## Task prompt
Search term "environment": copy each line of the data containing it.

## Exercise inputs

━━━━━━━━

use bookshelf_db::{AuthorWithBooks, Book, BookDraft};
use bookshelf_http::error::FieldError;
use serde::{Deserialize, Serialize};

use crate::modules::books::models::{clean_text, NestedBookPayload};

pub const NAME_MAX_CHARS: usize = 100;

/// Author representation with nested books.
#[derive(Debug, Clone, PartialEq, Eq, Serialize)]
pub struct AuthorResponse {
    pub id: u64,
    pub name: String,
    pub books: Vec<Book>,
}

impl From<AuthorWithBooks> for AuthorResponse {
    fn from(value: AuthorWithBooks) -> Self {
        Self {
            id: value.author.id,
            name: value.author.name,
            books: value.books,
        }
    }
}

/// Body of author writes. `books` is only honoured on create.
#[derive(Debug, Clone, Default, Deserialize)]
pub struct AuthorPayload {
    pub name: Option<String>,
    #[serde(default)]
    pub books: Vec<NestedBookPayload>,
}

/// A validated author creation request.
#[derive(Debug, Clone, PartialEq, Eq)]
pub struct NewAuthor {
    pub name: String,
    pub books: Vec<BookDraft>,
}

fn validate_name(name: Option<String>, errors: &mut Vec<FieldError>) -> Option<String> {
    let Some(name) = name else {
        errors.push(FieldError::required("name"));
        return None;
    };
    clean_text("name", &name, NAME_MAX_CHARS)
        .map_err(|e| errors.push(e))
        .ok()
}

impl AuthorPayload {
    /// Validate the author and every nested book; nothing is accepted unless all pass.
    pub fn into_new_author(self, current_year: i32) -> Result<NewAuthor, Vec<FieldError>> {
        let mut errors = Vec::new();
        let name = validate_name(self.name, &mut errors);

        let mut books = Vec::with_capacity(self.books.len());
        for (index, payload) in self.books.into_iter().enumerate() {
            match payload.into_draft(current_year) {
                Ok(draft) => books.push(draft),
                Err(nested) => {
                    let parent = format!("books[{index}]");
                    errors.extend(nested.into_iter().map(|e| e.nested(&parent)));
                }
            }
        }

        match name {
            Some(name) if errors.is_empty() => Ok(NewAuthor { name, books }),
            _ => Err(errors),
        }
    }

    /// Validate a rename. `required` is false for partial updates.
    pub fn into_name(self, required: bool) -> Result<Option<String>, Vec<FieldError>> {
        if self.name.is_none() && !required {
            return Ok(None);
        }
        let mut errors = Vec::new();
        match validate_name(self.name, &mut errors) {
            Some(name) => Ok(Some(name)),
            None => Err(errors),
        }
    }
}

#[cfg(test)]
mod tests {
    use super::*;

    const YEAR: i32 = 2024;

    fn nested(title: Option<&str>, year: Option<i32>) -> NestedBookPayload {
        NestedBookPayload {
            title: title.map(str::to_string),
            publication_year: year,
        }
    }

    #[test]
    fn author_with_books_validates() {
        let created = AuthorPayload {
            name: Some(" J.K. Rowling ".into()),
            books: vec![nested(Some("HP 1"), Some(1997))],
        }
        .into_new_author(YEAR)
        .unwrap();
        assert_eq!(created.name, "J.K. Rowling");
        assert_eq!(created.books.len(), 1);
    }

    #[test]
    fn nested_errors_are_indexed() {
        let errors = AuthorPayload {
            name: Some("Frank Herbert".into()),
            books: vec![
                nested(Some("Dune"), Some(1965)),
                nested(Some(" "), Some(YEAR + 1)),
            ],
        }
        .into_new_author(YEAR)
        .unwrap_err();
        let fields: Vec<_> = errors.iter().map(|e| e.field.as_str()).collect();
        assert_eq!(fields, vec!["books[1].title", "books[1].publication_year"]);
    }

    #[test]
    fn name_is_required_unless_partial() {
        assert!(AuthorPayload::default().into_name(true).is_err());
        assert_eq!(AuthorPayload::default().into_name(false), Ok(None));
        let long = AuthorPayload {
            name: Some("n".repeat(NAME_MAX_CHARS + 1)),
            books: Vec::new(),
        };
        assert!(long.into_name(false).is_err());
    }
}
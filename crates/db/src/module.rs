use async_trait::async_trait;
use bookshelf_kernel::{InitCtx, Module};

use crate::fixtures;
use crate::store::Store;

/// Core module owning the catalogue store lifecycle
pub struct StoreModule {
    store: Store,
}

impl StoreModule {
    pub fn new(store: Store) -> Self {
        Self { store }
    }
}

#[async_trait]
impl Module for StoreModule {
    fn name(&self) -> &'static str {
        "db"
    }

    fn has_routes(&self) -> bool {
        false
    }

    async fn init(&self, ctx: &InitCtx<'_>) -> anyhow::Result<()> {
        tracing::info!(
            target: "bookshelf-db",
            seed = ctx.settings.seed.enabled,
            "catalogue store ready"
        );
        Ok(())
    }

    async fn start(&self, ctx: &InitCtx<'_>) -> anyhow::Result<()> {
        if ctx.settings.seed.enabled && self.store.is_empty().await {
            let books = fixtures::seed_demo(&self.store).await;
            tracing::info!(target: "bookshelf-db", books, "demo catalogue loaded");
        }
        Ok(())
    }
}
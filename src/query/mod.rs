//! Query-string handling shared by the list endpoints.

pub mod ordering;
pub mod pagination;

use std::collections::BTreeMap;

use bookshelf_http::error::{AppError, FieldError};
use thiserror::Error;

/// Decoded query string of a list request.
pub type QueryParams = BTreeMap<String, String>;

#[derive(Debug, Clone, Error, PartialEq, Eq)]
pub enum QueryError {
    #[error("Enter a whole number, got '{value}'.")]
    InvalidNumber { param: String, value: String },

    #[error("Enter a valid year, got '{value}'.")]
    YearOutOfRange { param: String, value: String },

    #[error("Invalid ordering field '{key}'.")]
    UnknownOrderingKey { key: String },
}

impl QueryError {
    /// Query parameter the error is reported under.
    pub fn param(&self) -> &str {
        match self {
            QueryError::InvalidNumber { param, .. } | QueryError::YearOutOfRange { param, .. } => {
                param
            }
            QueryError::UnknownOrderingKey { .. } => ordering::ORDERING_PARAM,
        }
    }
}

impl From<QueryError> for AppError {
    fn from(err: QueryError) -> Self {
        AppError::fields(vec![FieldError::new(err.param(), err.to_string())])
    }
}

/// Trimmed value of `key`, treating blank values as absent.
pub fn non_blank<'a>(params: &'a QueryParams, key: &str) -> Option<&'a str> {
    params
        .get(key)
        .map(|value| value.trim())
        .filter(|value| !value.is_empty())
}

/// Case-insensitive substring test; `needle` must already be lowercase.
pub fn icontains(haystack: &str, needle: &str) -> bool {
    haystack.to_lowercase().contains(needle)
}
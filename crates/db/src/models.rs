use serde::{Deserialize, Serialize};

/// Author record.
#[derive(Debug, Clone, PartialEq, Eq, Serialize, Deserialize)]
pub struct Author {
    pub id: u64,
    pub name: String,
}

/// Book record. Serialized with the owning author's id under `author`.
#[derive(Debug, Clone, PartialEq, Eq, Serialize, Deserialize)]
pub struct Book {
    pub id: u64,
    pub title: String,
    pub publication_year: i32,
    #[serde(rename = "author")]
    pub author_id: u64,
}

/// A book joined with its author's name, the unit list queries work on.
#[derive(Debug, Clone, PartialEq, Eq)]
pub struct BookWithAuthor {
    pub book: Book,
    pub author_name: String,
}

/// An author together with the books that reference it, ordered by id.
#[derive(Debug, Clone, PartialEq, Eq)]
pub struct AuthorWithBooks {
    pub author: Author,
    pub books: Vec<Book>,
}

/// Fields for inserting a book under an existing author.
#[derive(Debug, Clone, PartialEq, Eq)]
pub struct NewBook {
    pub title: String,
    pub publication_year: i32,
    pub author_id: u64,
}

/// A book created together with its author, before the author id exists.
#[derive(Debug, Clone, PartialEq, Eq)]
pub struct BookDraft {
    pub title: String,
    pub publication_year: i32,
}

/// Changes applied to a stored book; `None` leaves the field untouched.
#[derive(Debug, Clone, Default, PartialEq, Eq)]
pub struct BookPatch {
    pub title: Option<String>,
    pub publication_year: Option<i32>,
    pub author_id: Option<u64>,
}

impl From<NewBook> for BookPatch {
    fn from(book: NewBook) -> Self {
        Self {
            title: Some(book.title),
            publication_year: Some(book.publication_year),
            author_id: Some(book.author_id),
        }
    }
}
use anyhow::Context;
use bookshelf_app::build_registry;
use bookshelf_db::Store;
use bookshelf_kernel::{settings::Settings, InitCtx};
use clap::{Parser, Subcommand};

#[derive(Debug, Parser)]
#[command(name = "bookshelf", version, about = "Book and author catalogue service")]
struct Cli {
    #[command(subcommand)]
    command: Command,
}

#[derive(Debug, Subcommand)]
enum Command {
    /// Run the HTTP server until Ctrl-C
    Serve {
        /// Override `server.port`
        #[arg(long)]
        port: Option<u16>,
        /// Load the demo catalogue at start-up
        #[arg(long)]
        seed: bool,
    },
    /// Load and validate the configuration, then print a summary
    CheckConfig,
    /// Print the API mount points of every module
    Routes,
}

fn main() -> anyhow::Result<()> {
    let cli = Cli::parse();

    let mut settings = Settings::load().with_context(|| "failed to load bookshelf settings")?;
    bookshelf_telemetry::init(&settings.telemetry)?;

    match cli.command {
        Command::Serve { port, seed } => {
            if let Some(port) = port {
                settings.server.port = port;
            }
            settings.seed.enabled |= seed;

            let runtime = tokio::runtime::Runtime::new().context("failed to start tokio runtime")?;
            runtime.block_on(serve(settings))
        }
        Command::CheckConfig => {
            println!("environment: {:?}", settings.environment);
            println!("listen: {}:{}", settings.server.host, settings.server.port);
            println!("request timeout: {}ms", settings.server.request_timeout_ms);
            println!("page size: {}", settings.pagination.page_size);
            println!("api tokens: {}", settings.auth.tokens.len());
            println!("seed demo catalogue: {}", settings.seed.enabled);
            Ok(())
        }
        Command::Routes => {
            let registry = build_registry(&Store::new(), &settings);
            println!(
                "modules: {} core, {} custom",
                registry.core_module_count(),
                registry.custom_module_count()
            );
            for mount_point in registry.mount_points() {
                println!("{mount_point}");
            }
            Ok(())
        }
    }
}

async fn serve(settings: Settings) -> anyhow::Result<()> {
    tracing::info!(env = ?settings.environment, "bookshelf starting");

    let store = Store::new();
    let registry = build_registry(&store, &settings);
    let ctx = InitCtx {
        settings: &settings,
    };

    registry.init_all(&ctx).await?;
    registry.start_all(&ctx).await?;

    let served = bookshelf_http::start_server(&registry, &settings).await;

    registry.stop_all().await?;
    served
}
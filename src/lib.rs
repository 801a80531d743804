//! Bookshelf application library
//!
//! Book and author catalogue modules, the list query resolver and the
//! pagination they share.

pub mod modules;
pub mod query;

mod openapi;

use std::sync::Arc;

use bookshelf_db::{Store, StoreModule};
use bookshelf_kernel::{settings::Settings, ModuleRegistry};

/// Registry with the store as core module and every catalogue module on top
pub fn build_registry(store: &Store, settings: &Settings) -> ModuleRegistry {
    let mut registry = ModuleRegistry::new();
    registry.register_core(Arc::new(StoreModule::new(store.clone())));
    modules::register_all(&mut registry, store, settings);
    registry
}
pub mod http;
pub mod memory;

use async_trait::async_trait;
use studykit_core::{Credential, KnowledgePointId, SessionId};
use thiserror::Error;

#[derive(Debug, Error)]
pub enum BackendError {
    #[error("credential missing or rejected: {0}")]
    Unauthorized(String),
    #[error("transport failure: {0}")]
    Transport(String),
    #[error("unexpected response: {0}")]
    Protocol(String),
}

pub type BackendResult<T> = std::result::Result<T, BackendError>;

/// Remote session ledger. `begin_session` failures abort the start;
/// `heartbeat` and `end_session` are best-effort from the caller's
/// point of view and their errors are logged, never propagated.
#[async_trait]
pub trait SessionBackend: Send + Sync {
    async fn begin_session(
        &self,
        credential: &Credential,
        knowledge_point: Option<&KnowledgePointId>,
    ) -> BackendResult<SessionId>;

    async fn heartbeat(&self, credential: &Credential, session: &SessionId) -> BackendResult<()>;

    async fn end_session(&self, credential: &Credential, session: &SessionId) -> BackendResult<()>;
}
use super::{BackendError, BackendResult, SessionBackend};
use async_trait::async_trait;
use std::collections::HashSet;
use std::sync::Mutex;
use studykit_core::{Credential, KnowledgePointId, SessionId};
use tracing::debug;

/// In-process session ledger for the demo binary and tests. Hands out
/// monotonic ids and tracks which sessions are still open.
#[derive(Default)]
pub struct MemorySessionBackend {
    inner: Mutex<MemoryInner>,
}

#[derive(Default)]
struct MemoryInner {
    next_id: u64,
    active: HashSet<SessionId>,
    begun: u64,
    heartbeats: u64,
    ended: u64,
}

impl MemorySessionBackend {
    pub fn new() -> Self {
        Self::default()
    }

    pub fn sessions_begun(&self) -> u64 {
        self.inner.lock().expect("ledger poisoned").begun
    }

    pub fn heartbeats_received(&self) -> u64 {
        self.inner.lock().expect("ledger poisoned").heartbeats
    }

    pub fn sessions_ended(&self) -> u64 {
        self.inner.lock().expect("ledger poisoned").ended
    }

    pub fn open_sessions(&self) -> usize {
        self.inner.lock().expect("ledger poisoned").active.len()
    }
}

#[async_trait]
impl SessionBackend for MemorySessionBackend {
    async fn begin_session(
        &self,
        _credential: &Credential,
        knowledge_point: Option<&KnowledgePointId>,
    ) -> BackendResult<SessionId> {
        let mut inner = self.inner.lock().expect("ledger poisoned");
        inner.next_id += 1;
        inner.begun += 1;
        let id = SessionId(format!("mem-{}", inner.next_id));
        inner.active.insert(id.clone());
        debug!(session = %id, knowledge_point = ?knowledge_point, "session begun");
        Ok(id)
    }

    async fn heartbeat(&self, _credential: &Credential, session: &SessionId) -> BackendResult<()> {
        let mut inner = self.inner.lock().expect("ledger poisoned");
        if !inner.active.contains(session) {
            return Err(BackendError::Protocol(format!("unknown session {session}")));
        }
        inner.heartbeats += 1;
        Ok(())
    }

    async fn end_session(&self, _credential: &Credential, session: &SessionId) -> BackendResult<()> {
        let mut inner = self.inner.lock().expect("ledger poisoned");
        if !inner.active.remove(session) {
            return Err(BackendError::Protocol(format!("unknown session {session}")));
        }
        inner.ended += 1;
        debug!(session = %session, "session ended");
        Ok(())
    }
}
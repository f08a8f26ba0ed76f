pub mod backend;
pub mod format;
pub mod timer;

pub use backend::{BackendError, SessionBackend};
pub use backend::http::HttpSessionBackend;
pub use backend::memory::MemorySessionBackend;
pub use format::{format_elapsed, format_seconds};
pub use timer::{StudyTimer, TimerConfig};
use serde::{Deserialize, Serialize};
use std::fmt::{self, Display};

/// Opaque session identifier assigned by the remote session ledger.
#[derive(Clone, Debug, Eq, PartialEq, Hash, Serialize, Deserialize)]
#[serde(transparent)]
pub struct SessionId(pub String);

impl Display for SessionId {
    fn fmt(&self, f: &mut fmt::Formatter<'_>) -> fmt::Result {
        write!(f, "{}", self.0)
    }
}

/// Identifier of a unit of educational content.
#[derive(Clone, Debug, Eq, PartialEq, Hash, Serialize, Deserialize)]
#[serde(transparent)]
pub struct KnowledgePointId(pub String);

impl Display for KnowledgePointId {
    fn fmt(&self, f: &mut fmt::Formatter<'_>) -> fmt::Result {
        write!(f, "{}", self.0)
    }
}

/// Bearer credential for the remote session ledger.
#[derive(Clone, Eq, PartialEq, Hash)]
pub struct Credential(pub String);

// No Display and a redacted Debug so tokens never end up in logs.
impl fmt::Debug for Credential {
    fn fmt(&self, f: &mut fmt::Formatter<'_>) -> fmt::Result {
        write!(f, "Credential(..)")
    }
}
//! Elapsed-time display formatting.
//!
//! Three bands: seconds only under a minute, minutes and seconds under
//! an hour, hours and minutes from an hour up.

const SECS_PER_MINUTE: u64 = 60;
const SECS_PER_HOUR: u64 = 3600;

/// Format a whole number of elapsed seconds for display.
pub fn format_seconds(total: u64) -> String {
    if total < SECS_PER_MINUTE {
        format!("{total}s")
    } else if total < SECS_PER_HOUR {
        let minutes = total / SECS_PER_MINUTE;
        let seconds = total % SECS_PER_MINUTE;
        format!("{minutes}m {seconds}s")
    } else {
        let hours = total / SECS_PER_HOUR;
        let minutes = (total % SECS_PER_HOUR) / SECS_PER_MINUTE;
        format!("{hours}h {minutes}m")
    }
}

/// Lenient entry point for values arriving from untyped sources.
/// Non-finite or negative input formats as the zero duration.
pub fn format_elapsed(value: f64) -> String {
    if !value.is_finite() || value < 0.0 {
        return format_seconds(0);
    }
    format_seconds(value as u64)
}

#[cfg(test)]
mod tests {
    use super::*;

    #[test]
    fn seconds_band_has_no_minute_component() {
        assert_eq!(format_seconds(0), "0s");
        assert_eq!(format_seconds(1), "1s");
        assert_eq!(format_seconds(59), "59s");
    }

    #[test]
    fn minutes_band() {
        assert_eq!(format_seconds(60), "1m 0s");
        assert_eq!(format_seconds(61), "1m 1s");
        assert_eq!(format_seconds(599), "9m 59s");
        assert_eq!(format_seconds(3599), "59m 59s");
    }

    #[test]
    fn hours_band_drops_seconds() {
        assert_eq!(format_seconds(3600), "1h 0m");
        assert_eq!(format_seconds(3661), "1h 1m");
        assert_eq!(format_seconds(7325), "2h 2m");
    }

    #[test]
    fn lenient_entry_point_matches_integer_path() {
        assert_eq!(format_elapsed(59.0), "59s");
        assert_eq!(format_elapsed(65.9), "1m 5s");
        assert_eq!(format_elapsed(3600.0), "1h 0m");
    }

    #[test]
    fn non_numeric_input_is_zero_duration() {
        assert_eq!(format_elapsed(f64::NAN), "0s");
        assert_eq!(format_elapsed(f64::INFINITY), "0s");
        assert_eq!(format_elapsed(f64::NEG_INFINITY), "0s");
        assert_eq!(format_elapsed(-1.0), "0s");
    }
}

━━━━━━━━

## Answer section
            println!("environment: {:?}", settings.environment);
    tracing::info!(env = ?settings.environment, "bookshelf starting");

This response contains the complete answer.